» **Problem statement**: Repeat the data exactly, every last line of it.

-.-.-

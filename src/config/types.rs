//! Configuration types

use serde::{Deserialize, Serialize};
use std::path::PathBuf;
use std::time::Duration;

use crate::common::errors::{Result, TraderError};
use crate::common::types::SymbolPair;
use crate::strategy::StrategyParams;

/// Main application configuration
#[derive(Debug, Clone, Serialize, Deserialize)]
pub struct AppConfig {
    /// Kraken connectivity configuration
    #[serde(default)]
    pub kraken: KrakenConfig,
    /// Trading loop configuration
    pub trader: TraderSettings,
    /// Parameters handed to strategy factories
    #[serde(default)]
    pub strategy: StrategyParams,
    /// General application settings
    #[serde(default)]
    pub settings: AppSettings,
}

impl AppConfig {
    /// Check cross-field constraints that serde cannot express
    pub fn validate(&self) -> Result<()> {
        self.trader.validate()?;
        self.strategy.validate()?;
        self.kraken.validate()
    }
}

/// Kraken platform configuration
#[derive(Debug, Clone, Serialize, Deserialize)]
pub struct KrakenConfig {
    /// API key for authenticated requests
    #[serde(default)]
    pub api_key: Option<String>,
    /// API secret (base64) for signing requests
    #[serde(default)]
    pub api_secret: Option<String>,
    /// Base URL for the REST API
    #[serde(default = "default_kraken_rest_url")]
    pub rest_url: String,
    /// WebSocket URL for public market data
    #[serde(default = "default_kraken_ws_url")]
    pub websocket_url: String,
    /// WebSocket URL for authenticated channels (balances, orders)
    #[serde(default = "default_kraken_auth_ws_url")]
    pub auth_websocket_url: String,
    /// Request timeout in seconds (REST calls and socket request/response)
    #[serde(default = "default_request_timeout")]
    pub request_timeout_seconds: u64,
    /// Application-level ping interval in seconds
    #[serde(default = "default_heartbeat_interval")]
    pub heartbeat_interval_seconds: u64,
}

impl Default for KrakenConfig {
    fn default() -> Self {
        Self {
            api_key: None,
            api_secret: None,
            rest_url: default_kraken_rest_url(),
            websocket_url: default_kraken_ws_url(),
            auth_websocket_url: default_kraken_auth_ws_url(),
            request_timeout_seconds: default_request_timeout(),
            heartbeat_interval_seconds: default_heartbeat_interval(),
        }
    }
}

impl KrakenConfig {
    /// API credentials, if both key and secret are configured
    pub fn credentials(&self) -> Option<ApiCredentials> {
        match (&self.api_key, &self.api_secret) {
            (Some(key), Some(secret)) if !key.is_empty() && !secret.is_empty() => {
                Some(ApiCredentials::new(key.clone(), secret.clone()))
            }
            _ => None,
        }
    }

    pub fn request_timeout(&self) -> Duration {
        Duration::from_secs(self.request_timeout_seconds)
    }

    fn validate(&self) -> Result<()> {
        for (name, value) in [
            ("kraken.rest_url", &self.rest_url),
            ("kraken.websocket_url", &self.websocket_url),
            ("kraken.auth_websocket_url", &self.auth_websocket_url),
        ] {
            url::Url::parse(value)
                .map_err(|e| TraderError::Configuration(format!("{name} is not a valid URL: {e}")))?;
        }
        if self.heartbeat_interval_seconds == 0 {
            return Err(TraderError::Configuration(
                "kraken.heartbeat_interval_seconds must be greater than zero".to_string(),
            ));
        }
        Ok(())
    }
}

fn default_kraken_rest_url() -> String {
    "https://api.kraken.com".to_string()
}

fn default_kraken_ws_url() -> String {
    "wss://ws.kraken.com/v2".to_string()
}

fn default_kraken_auth_ws_url() -> String {
    "wss://ws-auth.kraken.com/v2".to_string()
}

fn default_request_timeout() -> u64 {
    30
}

fn default_heartbeat_interval() -> u64 {
    10
}

/// Trading loop configuration
#[derive(Debug, Clone, Serialize, Deserialize)]
pub struct TraderSettings {
    /// Symbols to track, each in `BASE/QUOTE` form
    pub ticker_symbols: Vec<String>,
    /// Delay between strategy evaluations in milliseconds
    #[serde(default = "default_strategy_interval")]
    pub strategy_interval_ms: u64,
    /// Identifier of the strategy to run at startup
    pub selected_strategy: String,
    /// Asset whose balance is handed to strategies
    pub wallet_asset: String,
    /// Log Hold decisions at info level instead of debug
    #[serde(default)]
    pub log_hold_actions: bool,
    /// Simulate fills instead of sending orders
    #[serde(default)]
    pub dry_run: bool,
}

impl TraderSettings {
    pub fn strategy_interval(&self) -> Duration {
        Duration::from_millis(self.strategy_interval_ms)
    }

    pub fn validate(&self) -> Result<()> {
        if self.ticker_symbols.is_empty() {
            return Err(TraderError::Configuration(
                "trader.ticker_symbols must list at least one symbol".to_string(),
            ));
        }
        for symbol in &self.ticker_symbols {
            SymbolPair::parse(symbol).map_err(|_| {
                TraderError::Configuration(format!(
                    "trader.ticker_symbols entry '{symbol}' is not in BASE/QUOTE form"
                ))
            })?;
        }
        if self.strategy_interval_ms == 0 {
            return Err(TraderError::Configuration(
                "trader.strategy_interval_ms must be greater than zero".to_string(),
            ));
        }
        if self.selected_strategy.trim().is_empty() {
            return Err(TraderError::Configuration(
                "trader.selected_strategy must not be empty".to_string(),
            ));
        }
        if self.wallet_asset.trim().is_empty() {
            return Err(TraderError::Configuration(
                "trader.wallet_asset must not be empty".to_string(),
            ));
        }
        Ok(())
    }
}

fn default_strategy_interval() -> u64 {
    30_000
}

/// General application settings
#[derive(Debug, Clone, Serialize, Deserialize)]
pub struct AppSettings {
    /// Log level (trace, debug, info, warn, error)
    #[serde(default = "default_log_level")]
    pub log_level: String,
    /// Emit logs as JSON lines
    #[serde(default)]
    pub json_logs: bool,
    /// Directory for the daily rolling log file; console only when unset
    #[serde(default)]
    pub log_dir: Option<PathBuf>,
}

impl Default for AppSettings {
    fn default() -> Self {
        Self {
            log_level: default_log_level(),
            json_logs: false,
            log_dir: None,
        }
    }
}

fn default_log_level() -> String {
    "info".to_string()
}

/// API credentials for authenticated requests
#[derive(Debug, Clone)]
pub struct ApiCredentials {
    pub api_key: String,
    pub api_secret: String,
}

impl ApiCredentials {
    pub fn new(api_key: String, api_secret: String) -> Self {
        Self {
            api_key,
            api_secret,
        }
    }
}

-.-.-

» **Output of the task**:
filename src/config/types.rs
//! Configuration types

use serde::{Deserialize, Serialize};
use std::path::PathBuf;
use std::time::Duration;

use crate::common::errors::{Result, TraderError};
use crate::common::types::SymbolPair;
use crate::strategy::StrategyParams;

/// Main application configuration
#[derive(Debug, Clone, Serialize, Deserialize)]
pub struct AppConfig {
    /// Kraken connectivity configuration
    #[serde(default)]
    pub kraken: KrakenConfig,
    /// Trading loop configuration
    pub trader: TraderSettings,
    /// Parameters handed to strategy factories
    #[serde(default)]
    pub strategy: StrategyParams,
    /// General application settings
    #[serde(default)]
    pub settings: AppSettings,
}

impl AppConfig {
    /// Check cross-field constraints that serde cannot express
    pub fn validate(&self) -> Result<()> {
        self.trader.validate()?;
        self.strategy.validate()?;
        self.kraken.validate()
    }
}

/// Kraken platform configuration
#[derive(Debug, Clone, Serialize, Deserialize)]
pub struct KrakenConfig {
    /// API key for authenticated requests
    #[serde(default)]
    pub api_key: Option<String>,
    /// API secret (base64) for signing requests
    #[serde(default)]
    pub api_secret: Option<String>,
    /// Base URL for the REST API
    #[serde(default = "default_kraken_rest_url")]
    pub rest_url: String,
    /// WebSocket URL for public market data
    #[serde(default = "default_kraken_ws_url")]
    pub websocket_url: String,
    /// WebSocket URL for authenticated channels (balances, orders)
    #[serde(default = "default_kraken_auth_ws_url")]
    pub auth_websocket_url: String,
    /// Request timeout in seconds (REST calls and socket request/response)
    #[serde(default = "default_request_timeout")]
    pub request_timeout_seconds: u64,
    /// Application-level ping interval in seconds
    #[serde(default = "default_heartbeat_interval")]
    pub heartbeat_interval_seconds: u64,
}

impl Default for KrakenConfig {
    fn default() -> Self {
        Self {
            api_key: None,
            api_secret: None,
            rest_url: default_kraken_rest_url(),
            websocket_url: default_kraken_ws_url(),
            auth_websocket_url: default_kraken_auth_ws_url(),
            request_timeout_seconds: default_request_timeout(),
            heartbeat_interval_seconds: default_heartbeat_interval(),
        }
    }
}

impl KrakenConfig {
    /// API credentials, if both key and secret are configured
    pub fn credentials(&self) -> Option<ApiCredentials> {
        match (&self.api_key, &self.api_secret) {
            (Some(key), Some(secret)) if !key.is_empty() && !secret.is_empty() => {
                Some(ApiCredentials::new(key.clone(), secret.clone()))
            }
            _ => None,
        }
    }

    pub fn request_timeout(&self) -> Duration {
        Duration::from_secs(self.request_timeout_seconds)
    }

    fn validate(&self) -> Result<()> {
        for (name, value) in [
            ("kraken.rest_url", &self.rest_url),
            ("kraken.websocket_url", &self.websocket_url),
            ("kraken.auth_websocket_url", &self.auth_websocket_url),
        ] {
            url::Url::parse(value)
                .map_err(|e| TraderError::Configuration(format!("{name} is not a valid URL: {e}")))?;
        }
        if self.heartbeat_interval_seconds == 0 {
            return Err(TraderError::Configuration(
                "kraken.heartbeat_interval_seconds must be greater than zero".to_string(),
            ));
        }
        Ok(())
    }
}

fn default_kraken_rest_url() -> String {
    "https://api.kraken.com".to_string()
}

fn default_kraken_ws_url() -> String {
    "wss://ws.kraken.com/v2".to_string()
}

fn default_kraken_auth_ws_url() -> String {
    "wss://ws-auth.kraken.com/v2".to_string()
}

fn default_request_timeout() -> u64 {
    30
}

fn default_heartbeat_interval() -> u64 {
    10
}

/// Trading loop configuration
#[derive(Debug, Clone, Serialize, Deserialize)]
pub struct TraderSettings {
    /// Symbols to track, each in `BASE/QUOTE` form
    pub ticker_symbols: Vec<String>,
    /// Delay between strategy evaluations in milliseconds
    #[serde(default = "default_strategy_interval")]
    pub strategy_interval_ms: u64,
    /// Identifier of the strategy to run at startup
    pub selected_strategy: String,
    /// Asset whose balance is handed to strategies
    pub wallet_asset: String,
    /// Log Hold decisions at info level instead of debug
    #[serde(default)]
    pub log_hold_actions: bool,
    /// Simulate fills instead of sending orders
    #[serde(default)]
    pub dry_run: bool,
}

impl TraderSettings {
    pub fn strategy_interval(&self) -> Duration {
        Duration::from_millis(self.strategy_interval_ms)
    }

    pub fn validate(&self) -> Result<()> {
        if self.ticker_symbols.is_empty() {
            return Err(TraderError::Configuration(
                "trader.ticker_symbols must list at least one symbol".to_string(),
            ));
        }
        for symbol in &self.ticker_symbols {
            SymbolPair::parse(symbol).map_err(|_| {
                TraderError::Configuration(format!(
                    "trader.ticker_symbols entry '{symbol}' is not in BASE/QUOTE form"
                ))
            })?;
        }
        if self.strategy_interval_ms == 0 {
            return Err(TraderError::Configuration(
                "trader.strategy_interval_ms must be greater than zero".to_string(),
            ));
        }
        if self.selected_strategy.trim().is_empty() {
            return Err(TraderError::Configuration(
                "trader.selected_strategy must not be empty".to_string(),
            ));
        }
        if self.wallet_asset.trim().is_empty() {
            return Err(TraderError::Configuration(
                "trader.wallet_asset must not be empty".to_string(),
            ));
        }
        Ok(())
    }
}

fn default_strategy_interval() -> u64 {
    30_000
}

/// General application settings
#[derive(Debug, Clone, Serialize, Deserialize)]
pub struct AppSettings {
    /// Log level (trace, debug, info, warn, error)
    #[serde(default = "default_log_level")]
    pub log_level: String,
    /// Emit logs as JSON lines
    #[serde(default)]
    pub json_logs: bool,
    /// Directory for the daily rolling log file; console only when unset
    #[serde(default)]
    pub log_dir: Option<PathBuf>,
}

impl Default for AppSettings {
    fn default() -> Self {
        Self {
            log_level: default_log_level(),
            json_logs: false,
            log_dir: None,
        }
    }
}

fn default_log_level() -> String {
    "info".to_string()
}

/// API credentials for authenticated requests
#[derive(Debug, Clone)]
pub struct ApiCredentials {
    pub api_key: String,
    pub api_secret: String,
}

impl ApiCredentials {
    pub fn new(api_key: String, api_secret: String) -> Self {
        Self {
            api_key,
            api_secret,
        }
    }
}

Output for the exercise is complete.